Cette exposition pluraliste tisse un patchwork de pratiques et de retraitements de réalités opérés par les artistes. Les fragments de parcours artistiques présentés forment comme les pièces d’un puzzle d’un vaste champ pictural qui s’emboîteraient pour composer un tableau très british.

Allen Ruppersberg
— Honey, I Rearranged the Collection and the Collection Rearranged me, 2002. Ecran de soie et techniques mixtes sur papier. 79,5 x 110 cm.
— Posters Object (« Is one Thing Better than the Other »),1988. Impression sur toile. 56,5 x 35 cm.
— Posters Object (« Where should I Go »),1988. Impression sur toile. 56,5 x 35 cm.
— Posters Object (« True or False/Foror against »),1988. Impression sur toile. 56,5 x 35 cm.

Babak Ghazi
One Man Show, 2004. Tiroir, feuilles métallisées, poster. 16 x 30 x 46 cm.

Elisabeth Wright
Milk Crate and Empty Bottle Enlarged to 130 %,1998. Verre et plastique. 65 x 46 x 34 cm.

Gabriel Kuri
— Adult Diaper, 2003. Tapisserie de type gobelin en laine. 140 x 120 cm.
— O.B Tampons, 2003. Tapisserie de type gobelin en laine. 140 x 120 cm.

Gareth Jones
Untitled Structure,1987-2004. Monstera deliciosa, bac en plastique blanc.
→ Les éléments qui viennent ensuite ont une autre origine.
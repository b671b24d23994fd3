//! CLI error types with miette diagnostics.
//!
//! Maps `CoreError` variants into user-facing errors with actionable help text.

use hamlink_config::ConfigError;
use hamlink_core::CoreError;
use miette::Diagnostic;
use thiserror::Error;

/// Process exit codes.
pub mod exit_code {
    pub const GENERAL: i32 = 1;
    pub const USAGE: i32 = 2;
    pub const NOT_DETECTED: i32 = 4;
    pub const UNSUPPORTED: i32 = 5;
    pub const DEVICE: i32 = 7;
    pub const TIMEOUT: i32 = 8;
}

#[derive(Debug, Error, Diagnostic)]
pub enum CliError {
    // ── Device access ────────────────────────────────────────────────
    #[error("{address} did not answer")]
    #[diagnostic(
        code(hamlink::timeout),
        help(
            "Check that the device is reachable and SNMP is enabled.\n\
             Raise --timeout or --retries for slow links, or verify --community."
        )
    )]
    Timeout { address: String },

    #[error("Query to {address} failed: {message}")]
    #[diagnostic(code(hamlink::device))]
    Device { address: String, message: String },

    // ── Detection & catalog ──────────────────────────────────────────
    #[error("Could not identify the device at {address}")]
    #[diagnostic(
        code(hamlink::not_detected),
        help(
            "Detectors tried: {rejections}\n\
             Run with -vv to see each probe."
        )
    )]
    NotDetected { address: String, rejections: String },

    #[error("{message}")]
    #[diagnostic(
        code(hamlink::catalog),
        help(
            "The device was identified but its model or firmware is not in the\n\
             device catalog. Add it to a catalog file and set catalog_path."
        )
    )]
    Catalog { message: String },

    #[error("{operation} is not supported by {model} at {address}")]
    #[diagnostic(
        code(hamlink::unsupported),
        help("BGP sessions are only available through the RouterOS API (--allowed-apis all --login-user ...).")
    )]
    Unsupported {
        address: String,
        model: String,
        operation: String,
    },

    // ── Validation ───────────────────────────────────────────────────
    #[error("Invalid value for {field}: {reason}")]
    #[diagnostic(code(hamlink::validation))]
    Validation { field: String, reason: String },

    // ── Configuration ────────────────────────────────────────────────
    #[error(transparent)]
    #[diagnostic(
        code(hamlink::config),
        help("Inspect the effective configuration with: hamlink config show")
    )]
    Config(#[from] ConfigError),

    #[error("No links configured")]
    #[diagnostic(
        code(hamlink::no_links),
        help(
            "Add [[links]] entries (name, a, b) to the configuration file.\n\
             Expected at: {path}"
        )
    )]
    NoLinks { path: String },

    #[error("Cannot read replay file {path}: {reason}")]
    #[diagnostic(code(hamlink::replay), help("Replay files are `snmpwalk -On` dumps."))]
    Replay { path: String, reason: String },

    // ── Cache ────────────────────────────────────────────────────────
    #[error("Cache error: {message}")]
    #[diagnostic(
        code(hamlink::cache),
        help("Check --cache-db, or bypass the cache with --no-cache.")
    )]
    Cache { message: String },

    // ── Interactive ──────────────────────────────────────────────────
    #[error("Destructive operation '{action}' requires confirmation")]
    #[diagnostic(
        code(hamlink::confirmation_required),
        help("Use --yes (-y) to skip confirmation in non-interactive contexts, or --dry-run to preview.")
    )]
    NonInteractiveRequiresYes { action: String },

    #[error("Internal error: {0}")]
    #[diagnostic(code(hamlink::internal))]
    Internal(String),

    // ── IO / Serialization ───────────────────────────────────────────
    #[error(transparent)]
    Io(#[from] std::io::Error),

    #[error("Cannot render JSON: {0}")]
    #[diagnostic(code(hamlink::json))]
    Json(#[from] serde_json::Error),

    #[error("Cannot render YAML: {0}")]
    #[diagnostic(code(hamlink::yaml))]
    Yaml(#[from] serde_yaml::Error),
}

impl CliError {
    /// Map this error to an exit code for process termination.
    pub fn exit_code(&self) -> i32 {
        match self {
            Self::Timeout { .. } => exit_code::TIMEOUT,
            Self::Device { .. } => exit_code::DEVICE,
            Self::NotDetected { .. } | Self::Catalog { .. } => exit_code::NOT_DETECTED,
            Self::Unsupported { .. } => exit_code::UNSUPPORTED,
            Self::Validation { .. } | Self::NonInteractiveRequiresYes { .. } => exit_code::USAGE,
            _ => exit_code::GENERAL,
        }
    }
}

// ── CoreError → CliError mapping ─────────────────────────────────────

impl From<CoreError> for CliError {
    fn from(err: CoreError) -> Self {
        let address = err.address().map(ToString::to_string).unwrap_or_default();
        if err.is_timeout() {
            return CliError::Timeout { address };
        }
        match err {
            CoreError::Transport { source, .. } => CliError::Device {
                address,
                message: source.to_string(),
            },

            CoreError::DetectionExhausted { rejections, .. } => CliError::NotDetected {
                address,
                rejections: if rejections.is_empty() {
                    "none".into()
                } else {
                    rejections
                        .iter()
                        .map(|r| format!("\n  - {r}"))
                        .collect::<String>()
                },
            },

            e @ (CoreError::UnknownDevice { .. }
            | CoreError::UnsupportedVersion { .. }
            | CoreError::NoLookupTables { .. }
            | CoreError::MissingLookupTable { .. }
            | CoreError::ProtocolMismatch { .. }) => CliError::Catalog {
                message: e.to_string(),
            },

            CoreError::Unsupported {
                model, operation, ..
            } => CliError::Unsupported {
                address,
                model,
                operation,
            },

            CoreError::ValidationFailed { message } => CliError::Validation {
                field: "input".into(),
                reason: message,
            },

            CoreError::Cache { message } => CliError::Cache { message },

            CoreError::Config { message } | CoreError::Internal(message) => {
                CliError::Internal(message)
            }
        }
    }
}

#[cfg(test)]
#[allow(clippy::unwrap_used)]
mod tests {
    use hamlink_core::{QueryApi, Rejection};

    use super::*;

    #[test]
    fn transport_timeouts_get_the_timeout_code() {
        let address: hamlink_core::DeviceAddress = "44.130.7.1".parse().unwrap();
        let err = CoreError::transport(
            address,
            hamlink_api::Error::Timeout {
                target: address.ip(),
                attempts: 3,
            },
        );
        let cli: CliError = err.into();
        assert_eq!(cli.exit_code(), exit_code::TIMEOUT);
        assert!(cli.to_string().contains("44.130.7.1"));
    }

    #[test]
    fn exhaustion_lists_rejections() {
        let err = CoreError::DetectionExhausted {
            address: "44.130.7.9".parse().unwrap(),
            rejections: vec![Rejection::new("Linux", QueryApi::Snmp, "sysDescr is 'RouterOS'")],
        };
        let cli: CliError = err.into();
        assert_eq!(cli.exit_code(), exit_code::NOT_DETECTED);
        let CliError::NotDetected { rejections, .. } = cli else {
            panic!("expected NotDetected");
        };
        assert!(rejections.contains("Linux (snmp)"));
    }
}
Dimensions variables.

Giorgio Sadotti, Russian Dolls, 2004. Papier, plexiglass. 56,6 x 43,5 x 4,2 cm.

Goshka Macuga, After Andy Warhol, 2004. Livre, feuilles d’argent, cuir, plexiglass, bois. 32 x 25 x 4 cm.

HK119
— Excess, 2003. Vidéo. 2’17.
— Buyme, 2003. Vidéo. 2’32.
— Malfunction, 2004. Vidéo. 3’40.
— Censor Me, 2003. Vidéo. 2’38.
— 23.45, 2003. Vidéo. 2’29.
— In-valid, 2004. Vidéo. 1’26.

Joe Scanlan
Black Country Rock, 2003. Encre effaçable sur sac plastique, saleté synthétique. 6 litres.

John M. Armleder
HKC (Furniture Sculpture), 2005. Fauteuils, tapis. 290 x 210 x 70 cm.

Lily van der Stokker
— What ?, 1995. Marker sur papier, cadre bois. 30 x 21 cm.
— The Bloom Girls, 1995. Marker sur papier, cadre bois. 29 x 37 cm.
— Ru Paul, 1994. Marker sur papier, cadre bois. 49,5 x 39 cm.

Mathieu Mercier
Sans titre, 2004. Acrylique sur toile. Diam. 70 cm.

Shahin Afrassiabi
Vertical Black Shelf, 2004. Bois, acier, carton. 152 x 9 x 18 cm.

Simon Moretti
Fame, 2005. Néons. 278 x 180 cm.

Sylvie Fleury
— Tapis Yoga Gucci, 2001-2002. Bronze. 143 x 55 x 2cm.
— 5400, 2005. Diamants Swarovski. Dimensions variables.